Why is there a hiring freeze and layoffs when JP Morgan has set record profits?
Jamie’s contrarian bet on expanding their branch network is backfiring.
They probably automated a lot and have repeatable processes. No need for people.
Which area are the layoffs in? Not engineering I’m guessing.
Engineering is actually going through layoffs as well.
That’s probably due to the decrease in interest rates by Fed. That will impact their profitability forecast
Layoff rumor has was there since 5 to 6 months, became a reality just a few weeks ago.
Which location ?
Inverted yield curve
As a technologist, the most important thing to know about JPMorgan is that it views technology talent as fungible expenses to be minimized at all costs. This is why management pushes work to lower cost centers domestically and off shore, even if that decision sacrifices business value and/or product quality. It's also why devops / SRE and choice seating are being imposed on more and more teams. Tech management's top priority is reducing costs because their bonuses are a function of the "profitability" of their team. In summary, tech management has two and only two priorities: deliver only the minimum amount of work required to stay green on scorecards, and cut costs as much as possible.
What is “choice seating”?
It's a real estate cost cutting measure where employees (i.e. fungible resources) no longer have permanent desks. Rather, people are subscribed to neighborhoods of workstations that they must book in advance. Usually the neighborhoods are oversubscribed (like 9 desks per 10 employees) because the assumption is that daily office attendance is never 100%. So in the case where the desk per employee ratio is 9:10, the company just saved 10% on real estate. Of course this system winds up costing more in the long run because employees waste about 10 to 20 minutes per day booking seats, setting up and breaking down workstations, and occasionally bickering with each other about who actually reserved which seat. This is all lost productivity.

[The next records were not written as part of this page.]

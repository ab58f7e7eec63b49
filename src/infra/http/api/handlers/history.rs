//! Per-user history handlers

use axum::Json;
use axum::extract::{Query, State};
use axum::response::IntoResponse;

use crate::application::feed::SolvedHistoryQuery;

use super::{SolvedParams, feed_to_api, parse_flag, parse_number};
use crate::infra::http::api::error::ApiError;
use crate::infra::http::api::identity::RequireActor;
use crate::infra::http::api::models::*;
use crate::infra::http::api::state::ApiState;

pub async fn list_solved(
    State(state): State<ApiState>,
    RequireActor(actor): RequireActor,
    Query(params): Query<SolvedParams>,
) -> Result<impl IntoResponse, ApiError> {
    let query = SolvedHistoryQuery::parse(
        parse_number(params.page.as_deref()),
        parse_number(params.limit.as_deref()),
        params.topic.as_deref(),
        parse_flag(params.accepted.as_deref()),
    );

    let page = state
        .feed
        .list_solved(actor.id, &query)
        .await
        .map_err(feed_to_api)?;

    Ok(Json(PageEnvelope::from(page)))
}
use std::sync::{RwLock, RwLockReadGuard, RwLockWriteGuard};

use tracing::warn;

pub(crate) fn rw_read<'a, T>(
    lock: &'a RwLock<T>,
    target: &'static str,
    op: &'static str,
) -> RwLockReadGuard<'a, T> {
    match lock.read() {
        Ok(guard) => guard,
        Err(poisoned) => {
            warn!(
                op,
                target_module = target,
                lock_kind = "rwlock.read",
                result = "poisoned_recovered",
                hint = "entries may be stale after panic in another thread",
                "Recovered from poisoned cache lock"
            );
            poisoned.into_inner()
        }
    }
}

pub(crate) fn rw_write<'a, T>(
    lock: &'a RwLock<T>,
    target: &'static str,
    op: &'static str,
) -> RwLockWriteGuard<'a, T> {
    match lock.write() {
        Ok(guard) => guard,
        Err(poisoned) => {
            warn!(
                op,
                target_module = target,
                lock_kind = "rwlock.write",
                result = "poisoned_recovered",
                hint = "entries may be stale after panic in another thread",
                "Recovered from poisoned cache lock"
            );
            poisoned.into_inner()
        }
    }
}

Multiply those minutes wasted by salary and the added costs surely outweigh the benefits. And of course management is exempted from choice seating. They either get permanent desks in the neighborhood, or permanently assigned private offices elsewhere on the floor. But that's just business as usual for management of JPM.
They know a recession is coming.
Their profits are increasing, not necessarily their revenue. Which means they could just be cost cutting. You’d have to break it down by division to get a clearer picture.
People don’t hire or fire based on profits. They hire or fire based on available work. That’s why you don’t always see hires go up as profits go up. If there isn’t more work to do, they aren’t going to hire.